The Four Presents of Christmas

The story of four Christmas presents is an economics primer. It also applies to government health care and indeed to government spending in general. 
The Four Presents of Christmas
By: George Noga – December 3, 2017
     The process of shopping for Christmas presents contains valuable lessons about economics and government. The four presents fall into three economic categories.
        Present #1  The most felicitous gift is the one you buy for yourself with your own money. Clearly, you know better than anyone precisely what you want as well as how much you will spend. Your priorities are both price and quality; you want the highest possible quality for the lowest possible price. There are numerous trade offs between product features, quality and cost and many places to shop. You are uniquely qualified to evaluate all the permutations and to make the correct choice. Gifts like this are never returned. This is a first party purchase; the person paying is the person using.
       Present #2  Your Great Uncle Warbucks sends you a generous check with the proviso you buy a gift for yourself. Although you remain the best judge about what to buy for yourself, you now are tempted to purchase something you would not have bought with your own money. You still want high quality because you are consuming the product, but now you are not quite as concerned about the price. When someone is buying your dinner, you order the lobster rather than the brisket. When using OPM (other people’s money) the temptation is great to splurge.
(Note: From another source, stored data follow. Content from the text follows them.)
/*
 *
 *
 *
 *
 * MIT License
 * Copyright (c) 2025. Dwight J. Browne
 * dwight[-at-]dwightjbrowne[-dot-]com
 *
 *
 * Permission is hereby granted, free of charge, to any person obtaining a copy
 * of this software and associated documentation files (the "Software"), to deal
 * in the Software without restriction, including without limitation the rights
 * to use, copy, modify, merge, publish, distribute, sublicense, and/or sell
 * copies of the Software, and to permit persons to whom the Software is
 * furnished to do so, subject to the following conditions:
 *
 * The above copyright notice and this permission notice shall be included in all
 * copies or substantial portions of the Software.
 *
 * THE SOFTWARE IS PROVIDED "AS IS", WITHOUT WARRANTY OF ANY KIND, EXPRESS OR
 * IMPLIED, INCLUDING BUT NOT LIMITED TO THE WARRANTIES OF MERCHANTABILITY,
 * FITNESS FOR A PARTICULAR PURPOSE AND NONINFRINGEMENT. IN NO EVENT SHALL THE
 * AUTHORS OR COPYRIGHT HOLDERS BE LIABLE FOR ANY CLAIM, DAMAGES OR OTHER
 * LIABILITY, WHETHER IN AN ACTION OF CONTRACT, TORT OR OTHERWISE, ARISING FROM,
 * OUT OF OR IN CONNECTION WITH THE SOFTWARE OR THE USE OR OTHER DEALINGS IN THE
 * SOFTWARE.
 */

//! Open positions: list, close and exercise

use crate::batch::aggregate;
use crate::endpoint::{Declaration, Endpoint};
use crate::invoker::{Call, Invoker};
use alpaca_core::{Method, Result};
use alpaca_models::schema::{NoContent, Never};
use alpaca_models::{
  CloseAllPositionsQuery, ClosePositionQuery, ClosePositionResult, Order, Position,
};
use tracing::instrument;

pub static GET_ALL_POSITIONS: Endpoint<Never, Never, Vec<Position>> =
  Endpoint::new("Get All Positions", Method::Get, "v2/positions", 200);

pub static CLOSE_ALL_POSITIONS: Endpoint<CloseAllPositionsQuery, Never, Vec<ClosePositionResult>> =
  Endpoint::new("Close All Positions", Method::Delete, "v2/positions", 207)
    .with_messages(&[(500, "Close All Positions: Failed to liquidate")]);

pub static GET_POSITION: Endpoint<Never, Never, Position> =
  Endpoint::new("Get Position", Method::Get, "v2/positions/{symbol_or_asset_id}", 200);

pub static CLOSE_POSITION: Endpoint<ClosePositionQuery, Never, Order> =
  Endpoint::new("Close Position", Method::Delete, "v2/positions/{symbol_or_asset_id}", 200);

pub static EXERCISE_OPTIONS_POSITION: Endpoint<Never, Never, NoContent> = Endpoint::new(
  "Exercise Options Position",
  Method::Post,
  "v2/positions/{symbol_or_contract_id}/exercise",
  200,
)
.with_messages(&[
  (403, "Exercise Options Position: Available position quantity is not sufficient"),
  (422, "Exercise Options Position: One or more parameters provided are invalid"),
]);

pub static CATALOG: &[&Declaration] = &[
  &GET_ALL_POSITIONS.decl,
  &CLOSE_ALL_POSITIONS.decl,
  &GET_POSITION.decl,
  &CLOSE_POSITION.decl,
  &EXERCISE_OPTIONS_POSITION.decl,
];

#[derive(Debug, Clone)]
pub struct PositionEndpoints {
  invoker: Invoker,
}

impl PositionEndpoints {
  pub fn new(invoker: Invoker) -> Self {
    Self { invoker }
  }

  #[instrument(skip(self))]
  pub async fn list(&self) -> Result<Vec<Position>> {
    self.invoker.invoke(&GET_ALL_POSITIONS, Call::new()).await
  }

  /// Liquidate every open position.
  ///
  /// The server answers 207 with one result per symbol. If any of them is not
  /// 200 the call fails with an aggregate error listing each failed symbol;
  /// otherwise every result is returned with its liquidation order.
  #[instrument(skip(self, query))]
  pub async fn close_all(&self, query: &CloseAllPositionsQuery) -> Result<Vec<ClosePositionResult>> {
    let results = self.invoker.invoke(&CLOSE_ALL_POSITIONS, Call::new().query(query)).await?;
    aggregate(CLOSE_ALL_POSITIONS.name(), results)
  }

  #[instrument(skip(self))]
  pub async fn get(&self, symbol_or_asset_id: &str) -> Result<Position> {
    let path = [("symbol_or_asset_id", symbol_or_asset_id)];
    self.invoker.invoke(&GET_POSITION, Call::new().path(&path)).await
  }

  /// Close all or part of one position; returns the order placed to do it.
  #[instrument(skip(self, query))]
  pub async fn close(
    &self,
    symbol_or_asset_id: &str,
    query: Option<&ClosePositionQuery>,
  ) -> Result<Order> {
    let path = [("symbol_or_asset_id", symbol_or_asset_id)];
    let mut call = Call::new().path(&path);
    call.query = query;
    self.invoker.invoke(&CLOSE_POSITION, call).await
  }

  /// Exercise a held option contract.
  #[instrument(skip(self))]
  pub async fn exercise(&self, symbol_or_contract_id: &str) -> Result<()> {
    let path = [("symbol_or_contract_id", symbol_or_contract_id)];
    self.invoker.invoke(&EXERCISE_OPTIONS_POSITION, Call::new().path(&path)).await
  }
}

#[cfg(test)]
mod tests {
  use super::*;

  #[test]
  fn test_batch_endpoint_expects_multi_status() {
    assert_eq!(CLOSE_ALL_POSITIONS.decl.ok_status, 207);
    assert_eq!(
      CLOSE_ALL_POSITIONS.decl.failure_message(500, "Internal Server Error", &[]),
      "Close All Positions: Failed to liquidate"
    );
  }

  #[test]
  fn test_exercise_path() {
    let path = EXERCISE_OPTIONS_POSITION
      .decl
      .resolve_path(&[("symbol_or_contract_id", "AAPL240119C00100000")])
      .unwrap();
    assert_eq!(path, "v2/positions/AAPL240119C00100000/exercise");
  }
}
This is a one example of a second party purchase; the person using is not the person paying.
       Present #3  This is the arch-typical Christmas present – you buy a gift for someone else with your own money. However, you often are reduced to guesses about the needs and wants of others – even those close to you. Because you are spending your own money, you care about cost but are less concerned with quality as you are not using the product. You are not very interested in investing much time comparison shopping. Frequently, you buy something that the recipient would not have bought for him/her self and your gift is very likely to be returned. This is a slightly different example of a second party purchase; the person paying is not the person using.
       Present #4  Now we have the situation where you buy a present for someone else with money supplied by a third party. Say your boss asks you to buy a present for a customer. You buy the present with money that is not your own; therefore, you do not care about the cost. You are not going to consume the present; therefore, you don’t care about the quality – or even the appropriateness of the gift. In any event, you have absolutely no idea about what the person may want or like. Therefore, you don’t waste any time shopping and promptly buy a ten-foot rubber elephant at the store next door. This is by far the worst of all scenarios; it is called a third party purchase.
* * * * * * * * * * * * * * * * * * * * * * * * * *
        All government spending consists of third party purchases. The government takes money from you and distributes it to others based on what government considers best. They are not concerned with either cost or quality. It is even worse; they have priorities of their own that often are directly opposed to the needs or wants of the recipients. Government employees respond to their own personal incentives and disincentives.
     The lessons of the four gifts of Christmas apply with a vengeance to health care. The cost of government funded health care continues to skyrocket while at the same time, the service and quality deteriorate. Compare this to private health care as is the norm in dentistry, ophthalmology and cosmetic surgery. The inflation adjusted cost of all of these is either stable or decreasing while quality and service are good. The difference is easy to explain. Government health care consists entirely of third party transactions while dentistry, plastic surgery and eye surgery are first party transactions.